2.6 Implementasi Psikologi Sosial dalam Kehidupan Masyarakat
Implementasi psikologi sosial ialah penerapan hasil studi psikologi sosial dalam membantu memecahkan problematika sosial yang terjadi pada kehidupan sehari-hari masyarakat. Dalam setiap masalah atau masalah yang terjadi di masyarakat pada umumnya disebabkan adanya ketidakseimbangan perhatian atau training terhadap kedua aspek yang ada dalam diri manusia, yakni : aspek jasmani (raga) dan aspek rohani (jiwa). Keseimbangan kedua aspek tersebut sangat kuat terhadap setiap sikap individu dikala menuntaskan permasalahan yang dihadapi dalam berinteraksi dengan masyarakatnya. Terkait hal di atas sanggup dicontohkan dalam masalah sebagai berikut:
seorang cendekia balig cukup akal yang berusia 18 tahun yang sedang duduk di kursi Sekolah Menengan Atas mempunyai sifat introvert. Lingkungan yang keras dan minimnya pengetahuan wacana keagamaan telah membesarkannya menjadi orang yang gampang terpengaruh pada situasi dan kondisi di lingkungan sekitarnya. Selain dari lingkungan sekitarnya, masalah yang terjadi pada anak ini juga dilatarbelakangi oleh keadaan keluarganya yang broken home sehingga menjadikan pengaruh-pengaruh yang jelek dari lingkungan keluarga juga dengan gampang memasuki kehidupannya. Hampir tiap malam anak ini bergaul dengan sahabat di lingkungannya yang sering berjodi dan mabuk-mabukan sehingga proses pendidikannya terganggu.
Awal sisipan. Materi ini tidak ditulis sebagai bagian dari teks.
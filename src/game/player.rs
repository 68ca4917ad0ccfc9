use std::collections::HashMap;

use hecs::World;

use crate::ecs::components::{CelestialBody, Position};
use crate::ecs::world::spawn_projectile;
use crate::game::collision::distance;
use crate::game::upgrades::ShipLevels;
use crate::protocol::{GridCoord, ProjectileKind};

/// Control intent for one frame, produced by whatever reads the input devices.
#[derive(Debug, Clone, Copy, Default)]
pub struct ShipControls {
    pub turn_left: bool,
    pub turn_right: bool,
    pub thrust: bool,
    pub fire: bool,
}

/// The player's ship, hold and wallet. Lives outside any system's world
/// and follows the player between systems.
#[derive(Debug, Clone)]
pub struct Player {
    pub x: f32,
    pub y: f32,
    pub angle: f32,
    pub vx: f32,
    pub vy: f32,

    pub thrust: f32,
    pub max_speed: f32,
    pub rotation_speed: f32,
    pub drag: f32,

    pub size: f32,
    pub hit_radius: f32,

    pub health: f32,
    pub max_health: f32,
    pub shield: f32,
    pub max_shield: f32,
    pub weapon_cooldown: f32,
    pub weapon_cooldown_max: f32,
    pub weapon_damage: f32,

    pub credits: i64,
    pub cargo: HashMap<String, u32>,
    pub cargo_capacity: u32,

    pub current_system: GridCoord,
    pub trade_range: f32,
    pub nearest_trade_entity: Option<hecs::Entity>,

    pub levels: ShipLevels,
}

impl Player {
    pub fn new(x: f32, y: f32, starting_system: GridCoord) -> Self {
        let size = 15.0;
        Self {
            x,
            y,
            angle: 0.0,
            vx: 0.0,
            vy: 0.0,
            thrust: 200.0,
            max_speed: 300.0,
            rotation_speed: 3.0,
            drag: 0.2,
            size,
            hit_radius: size,
            health: 100.0,
            max_health: 100.0,
            shield: 50.0,
            max_shield: 50.0,
            weapon_cooldown: 0.0,
            weapon_cooldown_max: 0.3,
            weapon_damage: 10.0,
            credits: 1000,
            cargo: HashMap::new(),
            cargo_capacity: 10,
            current_system: starting_system,
            trade_range: 100.0,
            nearest_trade_entity: None,
            levels: ShipLevels::default(),
        }
    }

    // ── Flight ───────────────────────────────────────────────────────

    /// Applies steering, thrust (clamped to max speed), drag and
    /// integration for one frame.
    pub fn update(&mut self, delta_time: f32, controls: &ShipControls) {
        if controls.turn_left {
            self.angle -= self.rotation_speed * delta_time;
        }
        if controls.turn_right {
            self.angle += self.rotation_speed * delta_time;
        }
        if controls.thrust {
            self.vx += self.thrust * self.angle.cos() * delta_time;
            self.vy += self.thrust * self.angle.sin() * delta_time;

            let speed = (self.vx * self.vx + self.vy * self.vy).sqrt();
            if speed > self.max_speed {
                self.vx = self.vx / speed * self.max_speed;
                self.vy = self.vy / speed * self.max_speed;
            }
        }

        let drag = (1.0 - self.drag * delta_time).max(0.0);
        self.vx *= drag;
        self.vy *= drag;

        self.x += self.vx * delta_time;
        self.y += self.vy * delta_time;

        if self.weapon_cooldown > 0.0 {
            self.weapon_cooldown -= delta_time;
        }
    }

    /// Spawns a laser from the ship's nose into `world` if the weapon is
    /// off cooldown.
    pub fn fire_weapon(&mut self, world: &mut World) -> Option<hecs::Entity> {
        if self.weapon_cooldown > 0.0 {
            return None;
        }
        self.weapon_cooldown = self.weapon_cooldown_max;
        let spawn_x = self.x + self.angle.cos() * self.size;
        let spawn_y = self.y + self.angle.sin() * self.size;
        Some(spawn_projectile(
            world,
            spawn_x,
            spawn_y,
            self.angle,
            ProjectileKind::Laser,
            self.weapon_damage,
            true,
        ))
    }

    // ── Damage ───────────────────────────────────────────────────────

    /// Shields absorb damage first; the rest hits the hull. Returns `true`
    /// when the hull is destroyed.
    pub fn take_damage(&mut self, amount: f32) -> bool {
        let mut remaining = amount.max(0.0);
        if self.shield > 0.0 {
            let absorbed = remaining.min(self.shield);
            self.shield -= absorbed;
            remaining -= absorbed;
        }
        if remaining > 0.0 {
            self.health -= remaining;
            if self.health <= 0.0 {
                self.health = 0.0;
                return true;
            }
        }
        false
    }

    pub fn heal(&mut self, amount: f32) {
        self.health = (self.health + amount).min(self.max_health);
    }

    pub fn recharge_shield(&mut self, amount: f32) {
        self.shield = (self.shield + amount).min(self.max_shield);
    }

    // ── Cargo ────────────────────────────────────────────────────────

    pub fn cargo_used(&self) -> u32 {
        self.cargo.values().sum()
    }

    pub fn cargo_space_remaining(&self) -> u32 {
        self.cargo_capacity.saturating_sub(self.cargo_used())
    }

    pub fn cargo_quantity(&self, item: &str) -> u32 {
        self.cargo.get(item).copied().unwrap_or(0)
    }

    /// Adds to the hold if it fits. Returns `false` without changes otherwise.
    pub fn add_cargo(&mut self, item: &str, quantity: u32) -> bool {
        let fits = self
            .cargo_used()
            .checked_add(quantity)
            .is_some_and(|total| total <= self.cargo_capacity);
        if !fits {
            return false;
        }
        *self.cargo.entry(item.to_string()).or_insert(0) += quantity;
        true
    }

    /// Removes from the hold, deleting the line when it reaches zero.
    pub fn remove_cargo(&mut self, item: &str, quantity: u32) -> bool {
        match self.cargo.get_mut(item) {
            Some(held) if *held >= quantity => {
                *held -= quantity;
                if *held == 0 {
                    self.cargo.remove(item);
                }
                true
            }
            _ => false,
        }
    }

    // ── Trading ──────────────────────────────────────────────────────

    /// Records the first tradable body within trade range, if any.
    pub fn update_trade_status(&mut self, world: &World) {
        self.nearest_trade_entity = world
            .query::<(&CelestialBody, &Position)>()
            .iter()
            .find(|(_e, (body, pos))| {
                body.can_trade && distance(self.x, self.y, pos.x, pos.y) <= self.trade_range
            })
            .map(|(e, _)| e);
    }

    pub fn can_trade(&self) -> bool {
        self.nearest_trade_entity.is_some()
    }
}

#[cfg(test)]
mod tests {
    use super::*;
    use crate::ecs::components::Projectile;
    use crate::ecs::world::spawn_celestial_body;
    use crate::protocol::{BodyKind, StationKind};
    use rand::rngs::StdRng;
    use rand::SeedableRng;

    fn player() -> Player {
        Player::new(0.0, 0.0, GridCoord::new(0, 0))
    }

    #[test]
    fn huge_cargo_request_is_refused() {
        let mut p = player();
        assert!(p.add_cargo("Food", 1));
        assert!(!p.add_cargo("Ore", u32::MAX));
        assert_eq!(p.cargo_quantity("Ore"), 0);
        assert_eq!(p.cargo_used(), 1);
    }

    #[test]
    fn shield_absorbs_before_hull() {
        let mut p = player();
        assert!(!p.take_damage(30.0));
        assert_eq!(p.shield, 20.0);
        assert_eq!(p.health, 100.0);

        assert!(!p.take_damage(50.0));
        assert_eq!(p.shield, 0.0);
        assert_eq!(p.health, 70.0);

        assert!(p.take_damage(70.0));
        assert_eq!(p.health, 0.0);
    }

    #[test]
    fn heal_and_recharge_clamp() {
        let mut p = player();
        p.take_damage(80.0);
        p.heal(500.0);
        p.recharge_shield(500.0);
        assert_eq!(p.health, p.max_health);
        assert_eq!(p.shield, p.max_shield);
    }

    #[test]
    fn cargo_respects_capacity_and_drops_empty_lines() {
        let mut p = player();
        assert!(p.add_cargo("Food", 6));
        assert!(!p.add_cargo("Ore", 5));
        assert_eq!(p.cargo_space_remaining(), 4);
        assert!(p.remove_cargo("Food", 6));
        assert!(!p.cargo.contains_key("Food"));
        assert!(!p.remove_cargo("Food", 1));
    }

    #[test]
    fn thrust_is_clamped_to_max_speed() {
        let mut p = player();
        let controls = ShipControls {
            thrust: true,
            ..Default::default()
        };
        for _ in 0..600 {
            p.update(1.0 / 60.0, &controls);
        }
        let speed = (p.vx * p.vx + p.vy * p.vy).sqrt();
        assert!(speed <= p.max_speed + 1e-3);
        assert!(p.x > 0.0);
    }

    #[test]
    fn weapon_respects_cooldown() {
        let mut p = player();
        let mut world = World::new();
        let laser = p.fire_weapon(&mut world).unwrap();
        assert!(p.fire_weapon(&mut world).is_none());
        assert!(world.get::<&Projectile>(laser).unwrap().owner_is_player);

        p.update(0.31, &ShipControls::default());
        assert!(p.fire_weapon(&mut world).is_some());
    }

    #[test]
    fn trade_status_finds_nearby_station() {
        let mut world = World::new();
        let mut rng = StdRng::seed_from_u64(4);
        spawn_celestial_body(
            &mut world,
            50.0,
            0.0,
            BodyKind::Station(StationKind::TradingPost),
            "Outpost",
            4,
            &mut rng,
        );
        let mut p = player();
        p.update_trade_status(&world);
        assert!(p.can_trade());

        p.x = 500.0;
        p.update_trade_status(&world);
        assert!(!p.can_trade());
    }
}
Terkait dengan masalah kenakalan cendekia balig cukup akal di atas maka sanggup ditarik kesimpulan bahwa imbas lingkungan yang jelek dan kurangnya perhatian orang bau tanah (broken home) sangat kuat terhadap perkembangan jiwa keagamaan dan kerohanian pada diri anak. Dalam hal ini yang paling utama ialah penanaman jiwa keagamaan anak semenjak dini. Jadi, peranan keagamaan pada diri anak sangat penting dalam kehidupannya, karena dengan pendidikan agama dibutuhkan sanggup menyaring segala sesuatu yang bersifat negatif dalam kehidupan bermasyarakat (Arifin, 2004).
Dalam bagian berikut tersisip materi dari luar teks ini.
use std::f32::consts::TAU;

use hecs::World;

use crate::ecs::components::{Asteroid, Heading, Position, Spin, Velocity};

/// Asteroids leaving this box reappear on the opposite edge.
pub const WRAP_MIN: f32 = -500.0;
pub const WRAP_MAX: f32 = 1500.0;

fn wrap(value: f32) -> f32 {
    if value < WRAP_MIN {
        WRAP_MAX
    } else if value > WRAP_MAX {
        WRAP_MIN
    } else {
        value
    }
}

/// Spins every body with a `Spin` and drifts asteroids, wrapping them at
/// the system edges.
pub fn drift_system(world: &mut World, delta_time: f32) {
    for (_entity, (heading, spin)) in world.query_mut::<(&mut Heading, &Spin)>() {
        heading.angle = (heading.angle + spin.speed * delta_time).rem_euclid(TAU);
    }

    for (_entity, (_asteroid, pos, vel)) in
        world.query_mut::<(&Asteroid, &mut Position, &Velocity)>()
    {
        pos.x = wrap(pos.x + vel.x * delta_time);
        pos.y = wrap(pos.y + vel.y * delta_time);
    }
}

#[cfg(test)]
mod tests {
    use super::*;
    use crate::protocol::AsteroidKind;

    #[test]
    fn asteroid_wraps_to_far_edge() {
        let mut world = World::new();
        let e = world.spawn((
            Asteroid { kind: AsteroidKind::Ice },
            Position { x: 1499.0, y: -499.0 },
            Velocity { x: 5.0, y: -5.0 },
        ));
        drift_system(&mut world, 1.0);
        let pos = world.get::<&Position>(e).unwrap();
        assert_eq!(pos.x, WRAP_MIN);
        assert_eq!(pos.y, WRAP_MAX);
    }

    #[test]
    fn spin_keeps_heading_in_range() {
        let mut world = World::new();
        let e = world.spawn((Heading { angle: 6.2 }, Spin { speed: 0.5 }));
        drift_system(&mut world, 1.0);
        let heading = world.get::<&Heading>(e).unwrap();
        assert!(heading.angle >= 0.0 && heading.angle < TAU);
        assert!((heading.angle - (6.7 - TAU)).abs() < 1e-4);
    }
}
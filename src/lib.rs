pub mod ai;
pub mod config;
pub mod ecs;
pub mod game;
pub mod protocol;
Studi pada masalah diatas memperlihatkan ilustrasi bahwa betapa besarnya imbas lingkungan terhadap sikap individu dalam kelompok sosial. Psikologi sosial dalam hal ini membantu memperlihatkan pemecahan persoalannya dengan upaya pendidikan keagamaan. Perangsang sosial yang berupa pendidikan keagamaan dan lingkungan sosial yang penuh dengan kekeluargaan dibutuhkan bisa merubah sikap individu menjadi lebih baik, sehingga secara sedikit demi sedikit masalah fundamental dari imbas jelek lingkungan akan terkikis dan tergantikan dengan imbas yang baik dari pendidikan keagamaan.